Das FG hat zutreffend herausgestellt, daß die Gewährung zweier Freibeträge nur durch eine Auslegung gegen den Wortlaut des § 27 Abs. 1 und 2 UStG 1967 beschränkt werden kann. Es hat gemeint, "Sinn und Zweck der Übergangsregelung" erforderten eine solche Auslegung gegen den Wortlaut des Gesetzes; die Lösung des BdF (alternative Inanspruchnahme) sei abzulehnen, weil sie "mit dem möglichen Wortsinn der Vorschrift (§ 27 UStG 1967) nicht zu vereinbaren sei". Diese Betrachtungsweise verletzt die allgemeinen Grundsätze der Gesetzesauslegung. Das FG scheint der Auffassung zu sein, daß seine Lösung (Freibetragsanrechnung) mit dem möglichen Wortsinn des § 27 UStG 1967 vereinbar ist. Dann hätte es aber keiner Auslegung gegen den Wortlaut des Gesetzes bedurft. Eine Auslegung, die sich innerhalb des möglichen Wortsinns hält, ist "Auslegung im engeren Sinne" (Larenz, Methodenlehre der Rechtswissenschaft, 2. Aufl., 1969, S. 304). Wird aber eine Auslegung gegen den Wortlaut des Gesetzes in Betracht gezogen, genügt nicht eine bloße Sinn- und Zweckwidrigkeit des Wortsinns. Wie sich aus der vom FG zitierten Rechtsprechung ergibt, muß darüber hinaus die wortgetreue Auslegung zu einem so unverständlichen Ergebnis führen, daß ein verständiger Steuerpflichtiger das Gesetz nicht so auffassen kann (u. a. Urteil des BFH III 193/60 S vom 11. Dezember 1964, BFH 81, 222, BStBl III 1965, 82).

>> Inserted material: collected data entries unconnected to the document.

use async_trait::async_trait;

use crate::document::{Document, Fields, Filter, Query};
use crate::error::{AuthError, StoreError};
use crate::events::ContractEvent;

/// Collection-oriented document database keyed by opaque string ids.
#[async_trait]
pub trait DocumentStore: Send + Sync {
    async fn get(&self, collection: &str, id: &str) -> Result<Option<Document>, StoreError>;

    async fn query(&self, query: &Query) -> Result<Vec<Document>, StoreError>;

    /// Inserts a new document and returns the id the store assigned to it.
    async fn add(&self, collection: &str, fields: Fields) -> Result<String, StoreError>;

    /// Creates or replaces the document at `id`.
    async fn set(&self, collection: &str, id: &str, fields: Fields) -> Result<(), StoreError>;

    /// Merges `fields` into an existing document. With a precondition, the
    /// write only happens if the current document matches it; otherwise
    /// `StoreError::PreconditionFailed` is returned and nothing is written.
    async fn update(
        &self,
        collection: &str,
        id: &str,
        fields: Fields,
        precondition: Option<&Filter>,
    ) -> Result<(), StoreError>;

    async fn delete(&self, collection: &str, id: &str) -> Result<(), StoreError>;
}

/// External authentication provider. Returns stable user ids.
#[async_trait]
pub trait IdentityService: Send + Sync {
    async fn sign_in(&self, email: &str, password: &str) -> Result<String, AuthError>;
    async fn sign_up(&self, email: &str, password: &str) -> Result<String, AuthError>;
    async fn sign_out(&self) -> Result<(), AuthError>;
}

#[async_trait]
pub trait ContractEventSink: Send + Sync {
    async fn publish(&self, event: &ContractEvent) -> anyhow::Result<()>;
}
use std::fmt;
use std::time::Duration;

/// Terminal state of a render attempt
#[derive(Debug, Clone, Copy, PartialEq, Eq)]
pub enum RenderStatus {
    Succeeded,
    Failed,
}

/// Why a render attempt ended in `RenderStatus::Failed`
#[derive(Debug, Clone, PartialEq, Eq)]
pub enum RenderFailure {
    /// The engine ran and exited with a non-zero code (`None` if killed by a signal)
    NonZeroExit(Option<i32>),
    /// The engine could not be started
    Spawn,
    /// The engine exceeded the configured deadline and was killed
    TimedOut(Duration),
    /// The caller cancelled the render and the engine was killed
    Cancelled,
    /// Waiting on the engine or reading its output failed
    Io,
}

impl fmt::Display for RenderFailure {
    fn fmt(&self, f: &mut fmt::Formatter) -> fmt::Result {
        match self {
            RenderFailure::NonZeroExit(Some(code)) => write!(f, "engine exited with code {}", code),
            RenderFailure::NonZeroExit(None) => write!(f, "engine terminated by signal"),
            RenderFailure::Spawn => write!(f, "engine could not be started"),
            RenderFailure::TimedOut(limit) => {
                write!(f, "engine timed out after {:.1}s", limit.as_secs_f64())
            }
            RenderFailure::Cancelled => write!(f, "render cancelled"),
            RenderFailure::Io => write!(f, "failed to communicate with engine"),
        }
    }
}

/// Outcome of invoking the rendering engine once
#[derive(Debug, Clone)]
pub struct RenderResult {
    pub status: RenderStatus,
    /// Captured standard error on a non-zero exit, or the error message for
    /// spawn/communication failures
    pub diagnostic_output: Option<String>,
    pub exit_code: Option<i32>,
    pub stdout: String,
    pub failure: Option<RenderFailure>,
    pub duration: Duration,
}

impl RenderResult {
    pub fn succeeded(exit_code: Option<i32>, stdout: String, duration: Duration) -> Self {
        Self {
            status: RenderStatus::Succeeded,
            diagnostic_output: None,
            exit_code,
            stdout,
            failure: None,
            duration,
        }
    }

    pub fn failed(
        failure: RenderFailure,
        diagnostic_output: impl Into<String>,
        exit_code: Option<i32>,
        stdout: String,
        duration: Duration,
    ) -> Self {
        Self {
            status: RenderStatus::Failed,
            diagnostic_output: Some(diagnostic_output.into()),
            exit_code,
            stdout,
            failure: Some(failure),
            duration,
        }
    }

    pub fn is_success(&self) -> bool {
        self.status == RenderStatus::Succeeded
    }
}
use serde::Serialize;

/// The plain-text story handed to code synthesis, plus a title for display.
#[derive(Debug, Clone, PartialEq, Eq)]
pub struct Story {
    pub text: String,
    pub display_title: String,
}

/// Input values available to the synthesis prompt templates.
///
/// Templates address these fields as `{{input.story_text}}` and
/// `{{input.scene_name}}`.
#[derive(Debug, Clone, Serialize)]
pub struct SynthesisRequest {
    pub story_text: String,
    pub scene_name: String,
}
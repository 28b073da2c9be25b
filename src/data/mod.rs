mod content_item;
mod render_result;
mod story;

pub use content_item::ContentItem;
pub use render_result::{RenderFailure, RenderResult, RenderStatus};
pub use story::{Story, SynthesisRequest};

/// Name of the scene class the generated program must define.
///
/// The synthesis instructions ask the model to emit a class with this name and
/// the renderer passes the same name to the engine, so both sides read it from here.
pub const SCENE_NAME: &str = "NewsVisualizationScene";
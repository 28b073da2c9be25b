mod anthropic;
mod news_api;

pub use anthropic::{ANTHROPIC_BASE_URL, AnthropicClient};
pub use news_api::{FetchError, NEWSAPI_BASE_URL, NewsApiClient};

Dem FG ist einzuräumen, daß die Alternativregelung des BdF nicht mit dem Wortsinn des § 27 Abs. 1 Satz 2 UStG 1967 vereinbar ist. Diese Bestimmungen schließen weder den Freibetrag nach § 19 Abs. 2 UStG 1967 noch den Freibetrag nach § 7a UStG 1951 aus; erst recht kann aus ihnen kein Wahlrecht hergeleitet werden. Gleiches gilt aber auch von der Lösung des FG. Nach § 27 Abs. 1 UStG 1967 ist der Freibetrag des § 19 Abs. 2 UStG 1967 ohne Einschränkung zu gewähren; es sind lediglich die Einschränkungen zu machen, die sich aus § 19 Abs. 2 UStG 1967 selbst ergeben. Ebenso ist nach § 27 Abs. 2 UStG 1967 mit dem Freibetrag des § 7a UStG 1951 zu verfahren.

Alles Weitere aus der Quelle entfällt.